Detecting Glaucoma from Fundus Photographs Using Deep Learning without
Convolutions: Transformer for Improved Generalization
Abstract
Purpose: To compare the diagnostic accuracy and explainability
of a new Vision Transformer deep learning technique, Data-efficient
image Transformer (DeiT), and Resnet-50, trained on fundus photographs
from the Ocular Hypertension Treatment Study (OHTS) to detect primary
open-angle glaucoma (POAG) and to identify the salient areas of the
photographs most important for each model’s decision-making process.
Study Design: Evaluation of a diagnostic technology
Subjects, Participants, and/or Controls: 66,715 photographs
from 1,636 OHTS participants and an additional five external datasets of
16137 photographs of healthy and glaucoma eyes.
Methods, Intervention, or Testing: DeiT models were trained to
detect five ground truth OHTS POAG classifications: OHTS Endpoint
Committee POAG determinations due to disc changes (Model 1), visual
field changes (Model 2), or either disc or visual field changes (Model
3) and reading center determinations based on disc (Model 4) and visual
fields (Model 5).

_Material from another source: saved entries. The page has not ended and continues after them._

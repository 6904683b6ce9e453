use super::{normalize_param_name, Expression, Params, Query, Row, Value};

use indexmap::IndexMap;

/// A boolean SQL condition that has not been compiled yet.
///
/// Conditions come in three public shapes: a hash of column tests, an
/// operator applied to operands, or pre-built SQL (raw text, an
/// [`Expression`] or a sub-query).
#[derive(Debug, Clone)]
pub enum Condition {
    /// `column => value` tests joined with `AND`. A null value tests
    /// `IS NULL`, a list value tests `IN`, a sub-query tests `IN (...)`, an
    /// expression is embedded on the right-hand side.
    Hash(IndexMap<String, Operand>),

    /// An operator such as `in`, `like` or `>=` applied to its operands.
    Operator(OperatorCondition),

    /// Raw SQL with named placeholders.
    Raw { sql: String, params: Params },

    /// A verbatim SQL fragment.
    Expression(Expression),

    /// A nested query, rendered in parentheses.
    SubQuery(Box<Query>),
}

#[derive(Debug, Clone)]
pub struct OperatorCondition {
    /// Operator token, matched case-insensitively.
    pub op: String,

    pub operands: Vec<Operand>,
}

/// One operand of an operator condition.
#[derive(Debug, Clone)]
pub enum Operand {
    /// A plain value. Strings name columns in column position and are bound
    /// as parameters in value position.
    Value(Value),

    /// Embedded verbatim.
    Expression(Expression),

    /// A sub-select, used by `in`, `not in`, `exists` and `not exists`.
    Query(Box<Query>),

    /// A nested condition, used by `and`, `or` and `not`.
    Condition(Condition),
}

impl Condition {
    pub fn hash<K, V>(columns: impl IntoIterator<Item = (K, V)>) -> Condition
    where
        K: Into<String>,
        V: Into<Operand>,
    {
        Condition::Hash(
            columns
                .into_iter()
                .map(|(k, v)| (k.into(), v.into()))
                .collect(),
        )
    }

    /// Any operator applied to the given operands.
    pub fn operator(op: impl Into<String>, operands: Vec<Operand>) -> Condition {
        Condition::Operator(OperatorCondition {
            op: op.into(),
            operands,
        })
    }

    pub fn raw(sql: impl Into<String>) -> Condition {
        Condition::Raw {
            sql: sql.into(),
            params: Params::new(),
        }
    }

    pub fn raw_with_params<K, V>(
        sql: impl Into<String>,
        params: impl IntoIterator<Item = (K, V)>,
    ) -> Condition
    where
        K: Into<String>,
        V: Into<Value>,
    {
        Condition::Raw {
            sql: sql.into(),
            params: params
                .into_iter()
                .map(|(k, v)| (normalize_param_name(k.into()), v.into()))
                .collect(),
        }
    }

    pub fn compare(op: &str, column: impl Into<String>, value: impl Into<Operand>) -> Condition {
        Condition::operator(op, vec![column_operand(column), value.into()])
    }

    pub fn eq(column: impl Into<String>, value: impl Into<Operand>) -> Condition {
        Condition::compare("=", column, value)
    }

    pub fn ne(column: impl Into<String>, value: impl Into<Operand>) -> Condition {
        Condition::compare("<>", column, value)
    }

    pub fn gt(column: impl Into<String>, value: impl Into<Operand>) -> Condition {
        Condition::compare(">", column, value)
    }

    pub fn ge(column: impl Into<String>, value: impl Into<Operand>) -> Condition {
        Condition::compare(">=", column, value)
    }

    pub fn lt(column: impl Into<String>, value: impl Into<Operand>) -> Condition {
        Condition::compare("<", column, value)
    }

    pub fn le(column: impl Into<String>, value: impl Into<Operand>) -> Condition {
        Condition::compare("<=", column, value)
    }

    pub fn between(
        column: impl Into<String>,
        low: impl Into<Operand>,
        high: impl Into<Operand>,
    ) -> Condition {
        Condition::operator("between", vec![column_operand(column), low.into(), high.into()])
    }

    pub fn not_between(
        column: impl Into<String>,
        low: impl Into<Operand>,
        high: impl Into<Operand>,
    ) -> Condition {
        Condition::operator(
            "not between",
            vec![column_operand(column), low.into(), high.into()],
        )
    }

    /// `column IN (values...)`, or `column IN (sub-query)` when `values` is a
    /// [`Query`].
    pub fn in_list(column: impl Into<String>, values: impl Into<Operand>) -> Condition {
        Condition::operator("in", vec![column_operand(column), values.into()])
    }

    pub fn not_in(column: impl Into<String>, values: impl Into<Operand>) -> Condition {
        Condition::operator("not in", vec![column_operand(column), values.into()])
    }

    /// Tuple `IN` over several columns; each row maps column names to values.
    pub fn in_composite<C: Into<String>>(
        columns: impl IntoIterator<Item = C>,
        rows: impl IntoIterator<Item = Row>,
    ) -> Condition {
        Condition::operator(
            "in",
            vec![
                columns_operand(columns),
                Operand::Value(Value::List(rows.into_iter().map(Value::Record).collect())),
            ],
        )
    }

    pub fn like(column: impl Into<String>, values: impl Into<Operand>) -> Condition {
        Condition::operator("like", vec![column_operand(column), values.into()])
    }

    pub fn not_like(column: impl Into<String>, values: impl Into<Operand>) -> Condition {
        Condition::operator("not like", vec![column_operand(column), values.into()])
    }

    pub fn or_like(column: impl Into<String>, values: impl Into<Operand>) -> Condition {
        Condition::operator("or like", vec![column_operand(column), values.into()])
    }

    pub fn or_not_like(column: impl Into<String>, values: impl Into<Operand>) -> Condition {
        Condition::operator("or not like", vec![column_operand(column), values.into()])
    }

    /// A `like`-family condition with an explicit escape map. An empty map
    /// means the values are already escaped.
    pub fn like_escaped<K, V>(
        op: &str,
        column: impl Into<String>,
        values: impl Into<Operand>,
        escape: impl IntoIterator<Item = (K, V)>,
    ) -> Condition
    where
        K: Into<String>,
        V: Into<String>,
    {
        let escape = Value::Record(
            escape
                .into_iter()
                .map(|(k, v)| (k.into(), Value::String(v.into())))
                .collect(),
        );
        Condition::operator(
            op,
            vec![column_operand(column), values.into(), Operand::Value(escape)],
        )
    }

    pub fn exists(query: Query) -> Condition {
        Condition::operator("exists", vec![Operand::Query(Box::new(query))])
    }

    pub fn not_exists(query: Query) -> Condition {
        Condition::operator("not exists", vec![Operand::Query(Box::new(query))])
    }

    pub fn and(conditions: impl IntoIterator<Item = Condition>) -> Condition {
        Condition::operator(
            "and",
            conditions.into_iter().map(Operand::Condition).collect(),
        )
    }

    pub fn or(conditions: impl IntoIterator<Item = Condition>) -> Condition {
        Condition::operator(
            "or",
            conditions.into_iter().map(Operand::Condition).collect(),
        )
    }

    #[allow(clippy::should_implement_trait)]
    pub fn not(condition: Condition) -> Condition {
        Condition::operator("not", vec![Operand::Condition(condition)])
    }

    /// Join two optional conditions with `op`, flattening when the existing
    /// condition already uses the same operator.
    pub fn combine(op: &str, lhs: Option<Condition>, rhs: Condition) -> Condition {
        match lhs {
            None => rhs,
            Some(Condition::Operator(mut existing)) if existing.op.eq_ignore_ascii_case(op) => {
                existing.operands.push(Operand::Condition(rhs));
                Condition::Operator(existing)
            }
            Some(lhs) => Condition::operator(
                op,
                vec![Operand::Condition(lhs), Operand::Condition(rhs)],
            ),
        }
    }

    /// True for conditions that compile to nothing: an empty hash, raw SQL
    /// with no text, or an operator with no operands.
    pub fn is_empty(&self) -> bool {
        match self {
            Condition::Hash(columns) => columns.is_empty(),
            Condition::Raw { sql, .. } => sql.trim().is_empty(),
            Condition::Operator(cond) => cond.operands.is_empty(),
            _ => false,
        }
    }
}

impl OperatorCondition {
    /// The operator token upper-cased and with inner whitespace collapsed.
    pub fn normalized_op(&self) -> String {
        self.op
            .split_whitespace()
            .collect::<Vec<_>>()
            .join(" ")
            .to_ascii_uppercase()
    }
}

fn column_operand(column: impl Into<String>) -> Operand {
    Operand::Value(Value::String(column.into()))
}

fn columns_operand<C: Into<String>>(columns: impl IntoIterator<Item = C>) -> Operand {
    Operand::Value(Value::List(
        columns
            .into_iter()
            .map(|c| Value::String(c.into()))
            .collect(),
    ))
}

impl Operand {
    pub fn as_value(&self) -> Option<&Value> {
        match self {
            Operand::Value(value) => Some(value),
            _ => None,
        }
    }
}

impl<T: Into<Value>> From<T> for Operand {
    fn from(value: T) -> Self {
        Operand::Value(value.into())
    }
}

impl From<Expression> for Operand {
    fn from(value: Expression) -> Self {
        Operand::Expression(value)
    }
}

impl From<Query> for Operand {
    fn from(value: Query) -> Self {
        Operand::Query(Box::new(value))
    }
}

impl From<Condition> for Operand {
    fn from(value: Condition) -> Self {
        Operand::Condition(value)
    }
}

impl From<Expression> for Condition {
    fn from(value: Expression) -> Self {
        Condition::Expression(value)
    }
}

impl From<&str> for Condition {
    fn from(value: &str) -> Self {
        Condition::raw(value)
    }
}

impl From<String> for Condition {
    fn from(value: String) -> Self {
        Condition::raw(value)
    }
}

impl From<Query> for Condition {
    fn from(value: Query) -> Self {
        Condition::SubQuery(Box::new(value))
    }
}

The best-performing DeiT models were compared to
ResNet-50 on OHTS and five external datasets.
Main Outcome Measures: Diagnostic performance was compared
using areas under the receiver operating characteristic curve (AUROC)

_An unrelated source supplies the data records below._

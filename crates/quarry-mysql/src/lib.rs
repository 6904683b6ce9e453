mod columns;
mod constraints;

use quarry_core::{
    async_trait,
    driver::ResultMode,
    schema::{Introspect, TableSchema},
    stmt::{Params, Row, Value},
    Driver, Error, Result,
};
use quarry_sql::Dialect;

use indexmap::IndexMap;

/// Reads table metadata from a MySQL (or MariaDB) server.
///
/// Column metadata comes from `SHOW FULL COLUMNS`; foreign keys and unique
/// indexes are parsed out of `SHOW CREATE TABLE`.
#[derive(Debug, Clone)]
pub struct MySQL {
    dialect: Dialect,
}

impl MySQL {
    pub fn new() -> MySQL {
        MySQL {
            dialect: Dialect::mysql(),
        }
    }

    async fn query(&self, driver: &dyn Driver, sql: &str, mode: ResultMode) -> Result<Vec<Row>> {
        tracing::debug!(sql, "introspecting");

        match driver.execute(sql, &Params::new(), mode).await {
            Ok(response) => response.into_rows(),
            Err(err) => Err(Error::sql_execution(sql, err)),
        }
    }

    async fn load_table_schema(&self, driver: &dyn Driver, name: &str) -> Result<TableSchema> {
        let mut table = resolve_table_name(name);
        let quoted = self.dialect.quote_table_name(&table.full_name);

        let rows = self
            .query(driver, &format!("SHOW FULL COLUMNS FROM {quoted}"), ResultMode::All)
            .await?;

        for row in &rows {
            let column = columns::load_column_schema(row)?;
            if column.auto_increment {
                table.sequence_name = Some(String::new());
            }
            table.push_column(column);
        }

        let create_table = self.create_table_sql(driver, &table.full_name).await?;
        table.foreign_keys = constraints::foreign_keys(&create_table);

        Ok(table)
    }
}

impl Default for MySQL {
    fn default() -> Self {
        MySQL::new()
    }
}

#[async_trait]
impl Introspect for MySQL {
    async fn table_names(&self, driver: &dyn Driver, schema: Option<&str>) -> Result<Vec<String>> {
        let sql = match schema {
            Some(schema) => format!("SHOW FULL TABLES FROM {}", self.dialect.quote_table_name(schema)),
            None => "SHOW FULL TABLES".to_string(),
        };

        let rows = self.query(driver, &sql, ResultMode::Column).await?;

        Ok(rows
            .into_iter()
            .filter_map(|row| match row.into_values().next() {
                Some(Value::String(name)) => Some(name),
                _ => None,
            })
            .collect())
    }

    async fn table_schema(&self, driver: &dyn Driver, name: &str) -> Result<Option<TableSchema>> {
        match self.load_table_schema(driver, name).await {
            Ok(table) => Ok(Some(table)),
            Err(err) if err.is_sql_execution() => {
                tracing::warn!(table = name, error = %err, "table metadata unavailable");
                Ok(None)
            }
            Err(err) => Err(err),
        }
    }

    async fn unique_indexes(
        &self,
        driver: &dyn Driver,
        table: &TableSchema,
    ) -> Result<IndexMap<String, Vec<String>>> {
        let sql = self.create_table_sql(driver, &table.full_name).await?;
        Ok(constraints::unique_indexes(&sql))
    }

    async fn create_table_sql(&self, driver: &dyn Driver, name: &str) -> Result<String> {
        let sql = format!("SHOW CREATE TABLE {}", self.dialect.quote_table_name(name));
        let rows = self.query(driver, &sql, ResultMode::One).await?;

        let Some(row) = rows.into_iter().next() else {
            return Err(Error::sql_execution(
                sql,
                quarry_core::err!("no result for table `{name}`"),
            ));
        };

        // Columns are `Table` and `Create Table`.
        let create = row
            .iter()
            .find(|(key, _)| key.eq_ignore_ascii_case("create table"))
            .map(|(_, value)| value)
            .or_else(|| row.get_index(1).map(|(_, value)| value));

        match create {
            Some(Value::String(create)) => Ok(create.clone()),
            _ => Err(Error::sql_execution(
                sql,
                quarry_core::err!("unexpected result shape for table `{name}`"),
            )),
        }
    }
}

/// Split `schema.table` (quotes allowed) into its parts.
fn resolve_table_name(name: &str) -> TableSchema {
    let name = name.replace('`', "");

    match name.split_once('.') {
        Some((schema, table)) => TableSchema::new(table).with_schema_name(schema),
        None => TableSchema::new(name),
    }
}
use super::Error;

/// Error when the application's model or connection configuration is wrong.
///
/// Examples are a relation whose link is empty, a relation naming a model
/// that was never registered, or resetting the sequence of a table that has
/// none. These are never retried.
#[derive(Debug)]
pub(super) struct InvalidConfiguration {
    message: Box<str>,
}

impl std::error::Error for InvalidConfiguration {}

impl core::fmt::Display for InvalidConfiguration {
    fn fmt(&self, f: &mut core::fmt::Formatter) -> core::fmt::Result {
        write!(f, "invalid configuration: {}", self.message)
    }
}

impl Error {
    /// Creates an invalid configuration error.
    pub fn invalid_configuration(message: impl Into<String>) -> Error {
        Error::from(super::ErrorKind::InvalidConfiguration(InvalidConfiguration {
            message: message.into().into(),
        }))
    }

    /// Returns `true` if this error is an invalid configuration error.
    pub fn is_invalid_configuration(&self) -> bool {
        self.any_kind(|kind| matches!(kind, super::ErrorKind::InvalidConfiguration(_)))
    }
}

and sensitivities at fixed specificities. The explainability of the DeiT
and ResNet-50 models was compared by evaluating the attention maps
derived directly from DeiT to 3 gradient-weighted class activation map
generation strategies.
Results: Compared to our best-performing ResNet-50 models, the
DeiT models demonstrated similar performance on the OHTS test sets for
all five-ground truth POAG labels; AUROC ranged from 0.82 (Model 5) to
0.91 (Model 1). However, the AUROC of DeiT was consistently higher than
ResNet-50 on the five external datasets. For example, AUROC for the main
OHTS endpoint (Model 3) was between 0.08 and 0.20 higher in the DeiT
compared to ResNet-50 models. The saliency maps from the DeiT highlight
localized areas of the neuroretinal rim, suggesting the use of important
clinical features for classification, while the same maps in the
ResNet-50 models show a more diffuse, generalized distribution around
the optic disc,
Conclusions: Vision transformer has the potential to improve
the generalizability and explainability of deep learning models for the
detection of eye disease and possibly other medical conditions that rely
on imaging modalities for clinical diagnosis and management.